Publications
Mutual Fund Revenue Sharing in 401(k) Plans, 2025. With Clemens Sialm and Veronika Pool.
Forthcoming Management Science
Recordkeepers in DC pension plans are often paid indirectly in the form of revenue sharing from third-party funds on the menu. We show that these arrangements affect the investment menu of 401(k) plans. Revenue-sharing funds are more likely to be added to the menu and are less likely to be deleted. Overall, revenue-sharing plans are more expensive as higher expense ratios are not offset by lower direct fees or by superior performance. Rebates increase with the market power of the recordkeeper suggesting that third-party funds may revenue share to gain access to retirement assets.
2. Out of sight no more? The effect of fee disclosure on 401(k) Investment allocations, 2021. With Mathias Kronlund, Veronika Pool and Clemens Sialm.

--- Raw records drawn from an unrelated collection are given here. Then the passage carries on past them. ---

//! HTTP request handlers.

use crate::auth::{Actor, Role};
use crate::db::{self, Book, Offer, ReadingProgress, SellPost};
use crate::error::{AppError, Result};
use crate::marketplace::{PostStatus, SellerAction};
use crate::reading::{DailyPages, HeatmapDay, ProgressReport, ReadingStats, WeeklyPages};
use crate::server::AppState;
use axum::{
    Json,
    extract::{Path, Query, State},
    http::{HeaderMap, StatusCode, header},
};
use serde::{Deserialize, Serialize};

/// Liveness probe.
pub async fn health() -> Json<serde_json::Value> {
    Json(serde_json::json!({ "status": "ok" }))
}

// ============================================================================
// AUTH API
// ============================================================================

/// Login or registration request.
#[derive(Debug, Deserialize)]
pub struct CredentialsRequest {
    username: String,
    password: String,
}

/// Login response.
#[derive(Debug, Serialize)]
pub struct LoginResponse {
    token: String,
    user_id: String,
    username: String,
    role: Role,
}

/// Auth login.
pub async fn auth_login(
    State(state): State<AppState>,
    Json(req): Json<CredentialsRequest>,
) -> Result<Json<LoginResponse>> {
    let (user, token) = state.auth.login(&req.username, &req.password)?;

    Ok(Json(LoginResponse {
        token,
        user_id: user.id,
        username: user.username,
        role: user.role,
    }))
}

/// Auth register.
pub async fn auth_register(
    State(state): State<AppState>,
    Json(req): Json<CredentialsRequest>,
) -> Result<(StatusCode, Json<LoginResponse>)> {
    state.auth.register(&req.username, &req.password)?;
    let (user, token) = state.auth.login(&req.username, &req.password)?;

    Ok((
        StatusCode::CREATED,
        Json(LoginResponse {
            token,
            user_id: user.id,
            username: user.username,
            role: user.role,
        }),
    ))
}

/// Auth logout.
pub async fn auth_logout(State(state): State<AppState>, headers: HeaderMap) -> Result<StatusCode> {
    if let Some(token) = extract_token(&headers) {
        state.auth.logout(&token)?;
    }
    Ok(StatusCode::NO_CONTENT)
}

/// Get current user info.
pub async fn auth_me(State(state): State<AppState>, headers: HeaderMap) -> Result<Json<db::User>> {
    let user = get_authenticated_user(&state, &headers)?;
    Ok(Json(user))
}

// ============================================================================
// BOOKS API
// ============================================================================

/// New catalog book.
#[derive(Debug, Deserialize)]
pub struct CreateBookRequest {
    title: String,
    author: Option<String>,
    page_count: Option<i64>,
}

/// Add a catalog book. Admin only.
pub async fn create_book(
    State(state): State<AppState>,
    headers: HeaderMap,
    Json(req): Json<CreateBookRequest>,
) -> Result<(StatusCode, Json<Book>)> {
    let actor = get_actor(&state, &headers)?;
    if actor.role != Role::Admin {
        return Err(AppError::Forbidden("Only admins can add books".to_string()));
    }

    let book = Book::new(&req.title, req.author, req.page_count)?;
    state.db.run(|s| s.create_book(&book))?;
    tracing::info!(book_id = %book.id, title = %book.title, "Book added");

    Ok((StatusCode::CREATED, Json(book)))
}

/// List catalog books.
pub async fn list_books(State(state): State<AppState>) -> Result<Json<Vec<Book>>> {
    Ok(Json(state.db.run(|s| s.list_books())?))
}

/// Get one catalog book.
pub async fn get_book(
    State(state): State<AppState>,
    Path(id): Path<String>,
) -> Result<Json<Book>> {
    let book = state
        .db
        .run(|s| s.get_book(&id))?
        .ok_or_else(|| AppError::NotFound(format!("Book not found: {}", id)))?;
    Ok(Json(book))
}

// ============================================================================
// MARKETPLACE API
// ============================================================================

/// New listing.
#[derive(Debug, Deserialize)]
pub struct CreatePostRequest {
    title: String,
    price_cents: i64,
    book_id: Option<String>,
}

/// Listing status change.
#[derive(Debug, Deserialize)]
pub struct UpdatePostStatusRequest {
    status: PostStatus,
}

/// New offer.
#[derive(Debug, Deserialize)]
pub struct CreateOfferRequest {
    price_cents: i64,
    message: Option<String>,
}

/// Seller response.
#[derive(Debug, Deserialize)]
pub struct RespondRequest {
    action: SellerAction,
    counter_price_cents: Option<i64>,
    message: Option<String>,
}

/// Buyer counter.
#[derive(Debug, Deserialize)]
pub struct CounterBackRequest {
    price_cents: i64,
}

/// Create a listing.
pub async fn create_post(
    State(state): State<AppState>,
    headers: HeaderMap,
    Json(req): Json<CreatePostRequest>,
) -> Result<(StatusCode, Json<SellPost>)> {
    let actor = get_actor(&state, &headers)?;
    let post = state.marketplace.create_post(
        &actor,
        &req.title,
        req.price_cents,
        req.book_id.as_deref(),
    )?;
    Ok((StatusCode::CREATED, Json(post)))
}

/// Listings open for offers.
pub async fn list_posts(State(state): State<AppState>) -> Result<Json<Vec<SellPost>>> {
    Ok(Json(state.marketplace.list_available_posts()?))
}

/// Get one listing.
pub async fn get_post(
    State(state): State<AppState>,
    Path(id): Path<String>,
) -> Result<Json<SellPost>> {
    Ok(Json(state.marketplace.get_post(&id)?))
}

/// Change a listing's status.
pub async fn update_post_status(
    State(state): State<AppState>,
    headers: HeaderMap,
    Path(id): Path<String>,
    Json(req): Json<UpdatePostStatusRequest>,
) -> Result<Json<SellPost>> {
    let actor = get_actor(&state, &headers)?;
    Ok(Json(
        state.marketplace.update_post_status(&id, &actor, req.status)?,
    ))
}

/// Offers on a listing (seller or admin).
pub async fn list_post_offers(
    State(state): State<AppState>,
    headers: HeaderMap,
    Path(id): Path<String>,
) -> Result<Json<Vec<Offer>>> {
    let actor = get_actor(&state, &headers)?;
    Ok(Json(state.marketplace.list_post_offers(&id, &actor)?))
}

/// Make an offer on a listing.
pub async fn create_offer(
    State(state): State<AppState>,
    headers: HeaderMap,
    Path(id): Path<String>,
    Json(req): Json<CreateOfferRequest>,
) -> Result<(StatusCode, Json<Offer>)> {
    let actor = get_actor(&state, &headers)?;
    let offer = state
        .marketplace
        .create_offer(&actor, &id, req.price_cents, req.message)?;
    Ok((StatusCode::CREATED, Json(offer)))
}

/// Offers made by the caller.
pub async fn list_my_offers(
    State(state): State<AppState>,
    headers: HeaderMap,
) -> Result<Json<Vec<Offer>>> {
    let actor = get_actor(&state, &headers)?;
    Ok(Json(state.marketplace.list_buyer_offers(&actor)?))
}

/// Get one offer.
pub async fn get_offer(
    State(state): State<AppState>,
    headers: HeaderMap,
    Path(id): Path<String>,
) -> Result<Json<Offer>> {
    let actor = get_actor(&state, &headers)?;
    Ok(Json(state.marketplace.get_offer(&id, &actor)?))
}

/// Seller accepts, rejects or counters.
pub async fn respond_to_offer(
    State(state): State<AppState>,
    headers: HeaderMap,
    Path(id): Path<String>,
    Json(req): Json<RespondRequest>,
) -> Result<Json<Offer>> {
    let actor = get_actor(&state, &headers)?;
    let offer = state.marketplace.respond_to_offer(
        &id,
        &actor,
        req.action,
        req.counter_price_cents,
        req.message,
    )?;
    Ok(Json(offer))
}

/// Buyer accepts a counter.
pub async fn accept_counter(
    State(state): State<AppState>,
    headers: HeaderMap,
    Path(id): Path<String>,
) -> Result<Json<Offer>> {
    let actor = get_actor(&state, &headers)?;
    Ok(Json(state.marketplace.accept_counter(&id, &actor)?))
}

/// Buyer counters a counter.
pub async fn counter_back(
    State(state): State<AppState>,
    headers: HeaderMap,
    Path(id): Path<String>,
    Json(req): Json<CounterBackRequest>,
) -> Result<Json<Offer>> {
    let actor = get_actor(&state, &headers)?;
    Ok(Json(
        state.marketplace.counter_back(&id, &actor, req.price_cents)?,
    ))
}

/// Buyer withdraws.
pub async fn withdraw_offer(
    State(state): State<AppState>,
    headers: HeaderMap,
    Path(id): Path<String>,
) -> Result<Json<Offer>> {
    let actor = get_actor(&state, &headers)?;
    Ok(Json(state.marketplace.withdraw_offer(&id, &actor)?))
}

// ============================================================================
// PROGRESS API
// ============================================================================

/// Result of a progress report.
#[derive(Debug, Serialize)]
pub struct ProgressResponse {
    progress: ReadingProgress,
    /// Pages logged to history by this report, if a row was written.
    pages_read: Option<i64>,
}

/// Heatmap window.
#[derive(Debug, Deserialize)]
pub struct HeatmapQuery {
    #[serde(default = "default_heatmap_days")]
    days: u32,
}

fn default_heatmap_days() -> u32 {
    30
}

/// Record reading progress.
pub async fn record_progress(
    State(state): State<AppState>,
    headers: HeaderMap,
    Path(book_id): Path<String>,
    Json(report): Json<ProgressReport>,
) -> Result<Json<ProgressResponse>> {
    let user = get_authenticated_user(&state, &headers)?;
    let write = state.reading.record_progress(&user.id, &book_id, &report)?;

    Ok(Json(ProgressResponse {
        pages_read: write.history.map(|h| h.pages_read),
        progress: write.progress,
    }))
}

/// Get reading progress.
pub async fn get_progress(
    State(state): State<AppState>,
    headers: HeaderMap,
    Path(book_id): Path<String>,
) -> Result<Json<Option<ReadingProgress>>> {
    let user = get_authenticated_user(&state, &headers)?;
    Ok(Json(state.reading.get_progress(&user.id, &book_id)?))
}

/// Reading heatmap.
pub async fn progress_heatmap(
    State(state): State<AppState>,
    headers: HeaderMap,
    Path(book_id): Path<String>,
    Query(query): Query<HeatmapQuery>,
) -> Result<Json<Vec<HeatmapDay>>> {
    let user = get_authenticated_user(&state, &headers)?;
    Ok(Json(state.reading.get_heatmap(&user.id, &book_id, query.days)?))
}

/// Pages per day.
pub async fn progress_daily(
    State(state): State<AppState>,
    headers: HeaderMap,
    Path(book_id): Path<String>,
) -> Result<Json<Vec<DailyPages>>> {
    let user = get_authenticated_user(&state, &headers)?;
    Ok(Json(state.reading.get_pages_per_day(&user.id, &book_id)?))
}

/// Pages per week.
pub async fn progress_weekly(
    State(state): State<AppState>,
    headers: HeaderMap,
    Path(book_id): Path<String>,
) -> Result<Json<Vec<WeeklyPages>>> {
    let user = get_authenticated_user(&state, &headers)?;
    Ok(Json(state.reading.get_pages_per_week(&user.id, &book_id)?))
}

/// Reading totals.
pub async fn progress_stats(
    State(state): State<AppState>,
    headers: HeaderMap,
    Path(book_id): Path<String>,
) -> Result<Json<ReadingStats>> {
    let user = get_authenticated_user(&state, &headers)?;
    Ok(Json(state.reading.get_stats(&user.id, &book_id)?))
}

// ============================================================================
// HELPERS
// ============================================================================

/// Extract token from Authorization header.
fn extract_token(headers: &HeaderMap) -> Option<String> {
    headers
        .get(header::AUTHORIZATION)
        .and_then(|v| v.to_str().ok())
        .and_then(|v| v.strip_prefix("Bearer "))
        .map(|s| s.to_string())
}

/// Get authenticated user from token.
fn get_authenticated_user(state: &AppState, headers: &HeaderMap) -> Result<db::User> {
    let token = extract_token(headers)
        .ok_or_else(|| AppError::Unauthorized("Missing Authorization header".to_string()))?;

    state
        .auth
        .validate_token(&token)?
        .ok_or_else(|| AppError::Unauthorized("Invalid or expired token".to_string()))
}

fn get_actor(state: &AppState, headers: &HeaderMap) -> Result<Actor> {
    get_authenticated_user(state, headers).map(|user| Actor::from(&user))
}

Journal of Financial Economics
We examine the effects of a 2012 regulatory reform that mandated fee and performance disclosures for the investment options in 401(k) plans. We show that participants became significantly more attentive to expense ratios and short-term performance after the reform. The disclosure effects are stronger among plans with large average contributions per participant and weaker for plans with many investment options. Additionally, these results are not driven by secular changes in investor behavior or sponsor-initiated changes to the investment menus. Our findings suggest that providing salient fee and performance information can mitigate participants’ inertia in retirement plans.
3. Cost savings and the freezing of corporate pension plans, 2020. With Joshua Rauh and Steve Zeldes
Journal of Public Economics
Companies that freeze defined benefit pension plans save the equivalent of 13.5 percent of the long-horizon payroll of current employees. Furthermore, firms with higher prospective accruals are more likely to freeze their plans. Cost savings would not be possible in a benchmark model in which i) all workers receive compensation equal to their marginal product and ii) workers value equally all identical-cost forms of pension benefits. We find evidence consistent both with firms’ reneging on implicit contracts to provide workers with high pension accruals later in their careers and with shifts in employee valuation of different forms of retirement benefits.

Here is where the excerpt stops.